Something about summer time and ‘when the living was easy’. Memories of cousins, uncles, aunts, dad, ma, brothers, both were alive, sister, an awkward girl. My dad ensured that every summer we holidayed. No exotic destinations but visit to ancestral homes. Alternating between dad’s and mom’s. It was clockwork. It was magic.
Long train rides ending at Raghopur in Bihar and, next year, at Jaipur in Rajasthan. At the end of those steam stained hot journeys would be excitement, welcome, comfort, security. A houseful of people. Bustling kitchen. No telly. No air conditioners. Power supply so suspect even fans and lights were random. No internet. No mobile telephony. No computers. But we had cricket, books, picnics, movies, story telling, imagination, marbles, egos, kites, sticks, bugs, stones, and inclination. BBC news on the transistor radio. Freshly plucked mangoes.
My cousins, uncles and aunts, each of them a character from a story book. And so, my childhood was punctuated by these beautiful annual excursions into an alternative reality that lasted two months. At the start of each new holiday, we picked up where we had said our byes an year back. It was easy. We were children.
Without any formal warning childhood finished. Slowly, these annual holidays morphed into short breaks – to places exotic but away from those cousins, uncles, aunts and stories incomplete of summers gone by.

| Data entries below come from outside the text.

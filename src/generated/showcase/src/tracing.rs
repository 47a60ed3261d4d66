// Copyright 2025 Google LLC
//
// Licensed under the Apache License, Version 2.0 (the "License");
// you may not use this file except in compliance with the License.
// You may obtain a copy of the License at
//
//     https://www.apache.org/licenses/LICENSE-2.0
//
// Unless required by applicable law or agreed to in writing, software
// distributed under the License is distributed on an "AS IS" BASIS,
// WITHOUT WARRANTIES OR CONDITIONS OF ANY KIND, either express or implied.
// See the License for the specific language governing permissions and
// limitations under the License.
//
// Code generated by sidekick. DO NOT EDIT.

use crate::Result;

/// Implements a [Identity](super::stub::Identity) decorator for logging and tracing.
#[derive(Clone, Debug)]
pub struct Identity<T>
where
    T: super::stub::Identity + std::fmt::Debug + Send + Sync,
{
    inner: T,
}

impl<T> Identity<T>
where
    T: super::stub::Identity + std::fmt::Debug + Send + Sync,
{
    pub fn new(inner: T) -> Self {
        Self { inner }
    }
}

impl<T> super::stub::Identity for Identity<T>
where
    T: super::stub::Identity + std::fmt::Debug + Send + Sync,
{
    #[tracing::instrument(ret)]
    async fn create_user(
        &self,
        req: crate::model::CreateUserRequest,
        options: gax::options::RequestOptions,
    ) -> Result<gax::response::Response<crate::model::User>> {
        self.inner.create_user(req, options).await
    }

    #[tracing::instrument(ret)]
    async fn get_user(
        &self,
        req: crate::model::GetUserRequest,
        options: gax::options::RequestOptions,
    ) -> Result<gax::response::Response<crate::model::User>> {
        self.inner.get_user(req, options).await
    }

    #[tracing::instrument(ret)]
    async fn update_user(
        &self,
        req: crate::model::UpdateUserRequest,
        options: gax::options::RequestOptions,
    ) -> Result<gax::response::Response<crate::model::User>> {
        self.inner.update_user(req, options).await
    }

    #[tracing::instrument(ret)]
    async fn delete_user(
        &self,
        req: crate::model::DeleteUserRequest,
        options: gax::options::RequestOptions,
    ) -> Result<gax::response::Response<wkt::Empty>> {
        self.inner.delete_user(req, options).await
    }

    #[tracing::instrument(ret)]
    async fn list_users(
        &self,
        req: crate::model::ListUsersRequest,
        options: gax::options::RequestOptions,
    ) -> Result<gax::response::Response<crate::model::ListUsersResponse>> {
        self.inner.list_users(req, options).await
    }
}

/// Implements a [Messaging](super::stub::Messaging) decorator for logging and tracing.
#[derive(Clone, Debug)]
pub struct Messaging<T>
where
    T: super::stub::Messaging + std::fmt::Debug + Send + Sync,
{
    inner: T,
}

impl<T> Messaging<T>
where
    T: super::stub::Messaging + std::fmt::Debug + Send + Sync,
{
    pub fn new(inner: T) -> Self {
        Self { inner }
    }
}

impl<T> super::stub::Messaging for Messaging<T>
where
    T: super::stub::Messaging + std::fmt::Debug + Send + Sync,
{
    #[tracing::instrument(ret)]
    async fn create_room(
        &self,
        req: crate::model::CreateRoomRequest,
        options: gax::options::RequestOptions,
    ) -> Result<gax::response::Response<crate::model::Room>> {
        self.inner.create_room(req, options).await
    }

    #[tracing::instrument(ret)]
    async fn get_room(
        &self,
        req: crate::model::GetRoomRequest,
        options: gax::options::RequestOptions,
    ) -> Result<gax::response::Response<crate::model::Room>> {
        self.inner.get_room(req, options).await
    }

    #[tracing::instrument(ret)]
    async fn delete_room(
        &self,
        req: crate::model::DeleteRoomRequest,
        options: gax::options::RequestOptions,
    ) -> Result<gax::response::Response<wkt::Empty>> {
        self.inner.delete_room(req, options).await
    }

    #[tracing::instrument(ret)]
    async fn list_rooms(
        &self,
        req: crate::model::ListRoomsRequest,
        options: gax::options::RequestOptions,
    ) -> Result<gax::response::Response<crate::model::ListRoomsResponse>> {
        self.inner.list_rooms(req, options).await
    }

    #[tracing::instrument(ret)]
    async fn create_blurb(
        &self,
        req: crate::model::CreateBlurbRequest,
        options: gax::options::RequestOptions,
    ) -> Result<gax::response::Response<crate::model::Blurb>> {
        self.inner.create_blurb(req, options).await
    }

    #[tracing::instrument(ret)]
    async fn get_blurb(
        &self,
        req: crate::model::GetBlurbRequest,
        options: gax::options::RequestOptions,
    ) -> Result<gax::response::Response<crate::model::Blurb>> {
        self.inner.get_blurb(req, options).await
    }

    #[tracing::instrument(ret)]
    async fn list_blurbs(
        &self,
        req: crate::model::ListBlurbsRequest,
        options: gax::options::RequestOptions,
    ) -> Result<gax::response::Response<crate::model::ListBlurbsResponse>> {
        self.inner.list_blurbs(req, options).await
    }

    #[tracing::instrument(ret)]
    async fn search_blurbs(
        &self,
        req: crate::model::SearchBlurbsRequest,
        options: gax::options::RequestOptions,
    ) -> Result<gax::response::Response<crate::model::SearchBlurbsResponse>> {
        self.inner.search_blurbs(req, options).await
    }
}
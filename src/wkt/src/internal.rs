// Copyright 2025 Google LLC
//
// Licensed under the Apache License, Version 2.0 (the "License");
// you may not use this file except in compliance with the License.
// You may obtain a copy of the License at
//
//     https://www.apache.org/licenses/LICENSE-2.0
//
// Unless required by applicable law or agreed to in writing, software
// distributed under the License is distributed on an "AS IS" BASIS,
// WITHOUT WARRANTIES OR CONDITIONS OF ANY KIND, either express or implied.
// See the License for the specific language governing permissions and
// limitations under the License.

//! Implementation details used by the generated models.
//!
//! These types are intended for developers of the Google API client libraries
//! for Rust. They are undocumented and may change at any time.

mod float;
pub use float::{F32, F64};

mod integer;
pub use integer::{I64, U64};
// Copyright 2025 Google LLC
//
// Licensed under the Apache License, Version 2.0 (the "License");
// you may not use this file except in compliance with the License.
// You may obtain a copy of the License at
//
//     https://www.apache.org/licenses/LICENSE-2.0
//
// Unless required by applicable law or agreed to in writing, software
// distributed under the License is distributed on an "AS IS" BASIS,
// WITHOUT WARRANTIES OR CONDITIONS OF ANY KIND, either express or implied.
// See the License for the specific language governing permissions and
// limitations under the License.

mod core_error;
pub use core_error::*;
mod credentials;
pub use credentials::CredentialsError;

/// Errors and error details returned by the services.
///
/// The client libraries distinguish between errors detected while trying to
/// send a request (e.g. cannot open a connection), errors receiving the
/// response (e.g. the connection is dropped before the full response), and
/// errors returned by the service itself.
///
/// The types in this module represent the detailed information returned by
/// the Google REST APIs in their error responses.
///
/// # Examples
///
/// ```
/// # use google_api_gax::error;
/// use error::Error;
/// fn handle_error(e: Error) {
///     if let Some(status) = e.status() {
///         for item in &status.errors {
///             println!("the service reported {} in {}", item.reason, item.domain);
///         }
///     }
/// }
/// ```
pub mod rpc;
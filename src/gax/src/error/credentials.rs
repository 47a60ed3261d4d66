// Copyright 2025 Google LLC
//
// Licensed under the Apache License, Version 2.0 (the "License");
// you may not use this file except in compliance with the License.
// You may obtain a copy of the License at
//
//     https://www.apache.org/licenses/LICENSE-2.0
//
// Unless required by applicable law or agreed to in writing, software
// distributed under the License is distributed on an "AS IS" BASIS,
// WITHOUT WARRANTIES OR CONDITIONS OF ANY KIND, either express or implied.
// See the License for the specific language governing permissions and
// limitations under the License.

use std::error::Error;
use std::sync::Arc;

type ArcError = Arc<dyn Error + Send + Sync>;

/// Represents an error creating or using [Credentials].
///
/// Providers return this error when they cannot produce the authentication
/// headers for a request. For example, a provider backed by a token file may
/// fail to read the file, or a provider fetching tokens from a metadata server
/// may fail to contact it. The latter kind of errors may be transient.
///
/// Applications rarely need to create instances of this error type. The
/// exception might be custom credential providers, and tests mocking them.
///
/// # Example
/// ```
/// # use google_api_gax::error::CredentialsError;
/// let err = CredentialsError::from_msg(
///     true, "simulated transient error while trying to create credentials");
/// assert!(err.is_transient());
/// assert!(format!("{err}").contains("simulated transient error"));
/// ```
///
/// [Credentials]: crate::credentials::Credentials
#[derive(Clone, Debug)]
pub struct CredentialsError {
    is_transient: bool,
    message: String,
    source: Option<ArcError>,
}

impl CredentialsError {
    /// Creates a new `CredentialsError` wrapping some other error.
    ///
    /// # Example
    /// ```
    /// # use google_api_gax::error::CredentialsError;
    /// let source = std::io::Error::other("cannot read token file");
    /// let err = CredentialsError::from_source(false, source);
    /// assert!(!err.is_transient());
    /// assert!(format!("{err}").contains("cannot read token file"));
    /// ```
    pub fn from_source<T>(is_transient: bool, source: T) -> Self
    where
        T: Error + Send + Sync + 'static,
    {
        Self {
            is_transient,
            message: source.to_string(),
            source: Some(Arc::new(source)),
        }
    }

    /// Creates a new `CredentialsError` from a message.
    pub fn from_msg<T: Into<String>>(is_transient: bool, message: T) -> Self {
        Self {
            is_transient,
            message: message.into(),
            source: None,
        }
    }

    /// Creates a new `CredentialsError` with a message and a source.
    pub fn new<M, T>(is_transient: bool, message: M, source: T) -> Self
    where
        M: Into<String>,
        T: Error + Send + Sync + 'static,
    {
        Self {
            is_transient,
            message: message.into(),
            source: Some(Arc::new(source)),
        }
    }

    /// Returns `true` if the error is transient and may succeed in future
    /// attempts.
    pub fn is_transient(&self) -> bool {
        self.is_transient
    }
}

const TRANSIENT_MSG: &str = "but future attempts may succeed";
const PERMANENT_MSG: &str = "and future attempts will not succeed";

fn transient_msg(is_transient: bool) -> &'static str {
    if is_transient {
        TRANSIENT_MSG
    } else {
        PERMANENT_MSG
    }
}

impl std::fmt::Display for CredentialsError {
    fn fmt(&self, f: &mut std::fmt::Formatter<'_>) -> std::fmt::Result {
        write!(
            f,
            "cannot create the authentication headers, {}, {}",
            transient_msg(self.is_transient),
            self.message
        )
    }
}

// The source is the wrapped error, not the `Arc` holding it.
impl Error for CredentialsError {
    fn source(&self) -> Option<&(dyn Error + 'static)> {
        self.source.as_ref().map(|e| e.as_ref() as &(dyn Error + 'static))
    }
}

#[cfg(test)]
mod tests {
    use super::*;
    use test_case::test_case;

    #[test_case(true)]
    #[test_case(false)]
    fn from_source(transient: bool) {
        let got = CredentialsError::from_source(transient, std::io::Error::other("test-only"));
        assert_eq!(got.is_transient(), transient, "{got}");
        let source = got
            .source()
            .and_then(|e| e.downcast_ref::<std::io::Error>());
        assert!(source.is_some(), "{got:?}");
        assert!(got.to_string().contains("test-only"), "{got}");
    }

    #[test_case(true)]
    #[test_case(false)]
    fn from_msg(transient: bool) {
        let got = CredentialsError::from_msg(transient, "test-only");
        assert_eq!(got.is_transient(), transient, "{got}");
        assert!(got.source().is_none(), "{got}");
        assert!(got.to_string().contains("test-only"), "{got}");
    }

    #[test]
    fn new() {
        let got = CredentialsError::new(false, "outer", std::io::Error::other("inner"));
        assert!(got.to_string().contains("outer"), "{got}");
        let source = got
            .source()
            .and_then(|e| e.downcast_ref::<std::io::Error>());
        assert!(source.is_some(), "{got:?}");
    }

    #[test]
    fn source_chain_through_clone() {
        let got = CredentialsError::from_source(false, std::io::Error::other("inner")).clone();
        let inner = got
            .source()
            .and_then(|e| e.downcast_ref::<std::io::Error>())
            .map(|e| e.to_string());
        assert_eq!(inner.as_deref(), Some("inner"), "{got:?}");
        let wrapper = got.source().and_then(|e| e.downcast_ref::<ArcError>());
        assert!(wrapper.is_none(), "{got:?}");
    }

    #[test]
    fn fmt() {
        let got = CredentialsError::from_msg(true, "test-only-err-123").to_string();
        assert!(got.contains("test-only-err-123"), "{got}");
        assert!(got.contains(TRANSIENT_MSG), "{got}");

        let got = CredentialsError::from_msg(false, "test-only-err-123").to_string();
        assert!(got.contains(PERMANENT_MSG), "{got}");
    }
}
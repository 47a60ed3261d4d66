// Copyright 2025 Google LLC
//
// Licensed under the Apache License, Version 2.0 (the "License");
// you may not use this file except in compliance with the License.
// You may obtain a copy of the License at
//
//     https://www.apache.org/licenses/LICENSE-2.0
//
// Unless required by applicable law or agreed to in writing, software
// distributed under the License is distributed on an "AS IS" BASIS,
// WITHOUT WARRANTIES OR CONDITIONS OF ANY KIND, either express or implied.
// See the License for the specific language governing permissions and
// limitations under the License.
//
// Code generated by sidekick. DO NOT EDIT.

//! Google API Client Libraries for Rust - Showcase API
//!
//! **WARNING:** this crate is under active development. We expect multiple
//! breaking changes in the upcoming releases. Testing is also incomplete, we do
//! **not** recommend that you use this crate in production. We welcome feedback
//! about the APIs, documentation, missing features, bugs, etc.
//!
//! This crate contains traits, types, and functions to interact with the
//! Showcase API. Most applications will use the structs defined in the
//! [client] module. More specifically:
//!
//! * [Identity](client/struct.Identity.html)
//! * [Messaging](client/struct.Messaging.html)

/// The messages and enums that are part of this client library.
#[allow(clippy::module_inception)]
pub mod model;

pub use gax::Result;
pub use gax::error::Error;

#[allow(rustdoc::invalid_html_tags)]
#[allow(rustdoc::redundant_explicit_links)]
pub mod stub;

/// Concrete implementations of this client library traits.
pub mod client;

/// Request builders.
pub mod builder;

#[doc(hidden)]
pub(crate) mod tracing;

#[doc(hidden)]
pub(crate) mod transport;

/// The default host used by the service.
const DEFAULT_HOST: &str = "https://showcase.googleapis.com/";

pub(crate) mod info {
    const NAME: &str = env!("CARGO_PKG_NAME");
    const VERSION: &str = env!("CARGO_PKG_VERSION");
    lazy_static::lazy_static! {
        pub(crate) static ref X_GOOG_API_CLIENT_HEADER: String = {
            let ac = gaxi::api_header::XGoogApiClient{
                name:          NAME,
                version:       VERSION,
                library_type:  gaxi::api_header::GAPIC,
            };
            ac.rest_header_value()
        };
    }
}
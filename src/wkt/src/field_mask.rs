// Copyright 2025 Google LLC
//
// Licensed under the Apache License, Version 2.0 (the "License");
// you may not use this file except in compliance with the License.
// You may obtain a copy of the License at
//
//     https://www.apache.org/licenses/LICENSE-2.0
//
// Unless required by applicable law or agreed to in writing, software
// distributed under the License is distributed on an "AS IS" BASIS,
// WITHOUT WARRANTIES OR CONDITIONS OF ANY KIND, either express or implied.
// See the License for the specific language governing permissions and
// limitations under the License.

/// A set of field paths, used to select the fields changed by an update.
///
/// Field paths use the JSON names of the fields, separated by dots for nested
/// fields, for example `displayName` or `settings.timeZone`.
///
/// Discovery-based APIs send field masks as a single string with the paths
/// separated by commas, both in query parameters (`updateMask=a,b.c`) and in
/// request bodies.
///
/// # Example
/// ```
/// # use google_api_wkt::FieldMask;
/// let mask = FieldMask::default().set_paths(["displayName", "email"]);
/// assert_eq!(mask.to_string(), "displayName,email");
/// ```
#[derive(Clone, Debug, Default, PartialEq, Eq)]
#[non_exhaustive]
pub struct FieldMask {
    /// The set of field mask paths.
    pub paths: Vec<String>,
}

impl FieldMask {
    /// Sets the paths.
    pub fn set_paths<T, V>(mut self, paths: T) -> Self
    where
        T: IntoIterator<Item = V>,
        V: Into<String>,
    {
        self.paths = paths.into_iter().map(|p| p.into()).collect();
        self
    }

    /// Returns true if the mask has no paths.
    pub fn is_empty(&self) -> bool {
        self.paths.is_empty()
    }
}

impl std::fmt::Display for FieldMask {
    fn fmt(&self, f: &mut std::fmt::Formatter<'_>) -> std::fmt::Result {
        f.write_str(&self.paths.join(","))
    }
}

impl std::str::FromStr for FieldMask {
    type Err = std::convert::Infallible;

    fn from_str(s: &str) -> Result<Self, Self::Err> {
        if s.is_empty() {
            return Ok(Self::default());
        }
        Ok(Self::default().set_paths(s.split(',')))
    }
}

impl<V: Into<String>> FromIterator<V> for FieldMask {
    fn from_iter<T: IntoIterator<Item = V>>(iter: T) -> Self {
        Self::default().set_paths(iter)
    }
}

impl serde::ser::Serialize for FieldMask {
    fn serialize<S>(&self, serializer: S) -> Result<S::Ok, S::Error>
    where
        S: serde::ser::Serializer,
    {
        serializer.collect_str(self)
    }
}

impl<'de> serde::de::Deserialize<'de> for FieldMask {
    fn deserialize<D>(deserializer: D) -> Result<Self, D::Error>
    where
        D: serde::de::Deserializer<'de>,
    {
        deserializer.deserialize_str(PathsVisitor)
    }
}

struct PathsVisitor;

impl serde::de::Visitor<'_> for PathsVisitor {
    type Value = FieldMask;

    fn expecting(&self, formatter: &mut std::fmt::Formatter) -> std::fmt::Result {
        formatter.write_str("a string with comma-separated field mask paths")
    }

    fn visit_str<E>(self, value: &str) -> Result<Self::Value, E>
    where
        E: serde::de::Error,
    {
        let Ok(mask) = value.parse::<FieldMask>();
        Ok(mask)
    }
}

Looking back, I feel, something broken. I lost contact. I lost an alternative reality. I don’t know how those stories unfolded – whether cousin Sharad finally stood up to his Dad and whether cousin Tannu managed to pursue her Bollywood dreams.
We do meet – once every few years. But we don’t talk about those stories incomplete, those dreams shared. We talk about our children.
And every summer, I trip nostalgic of those holidays.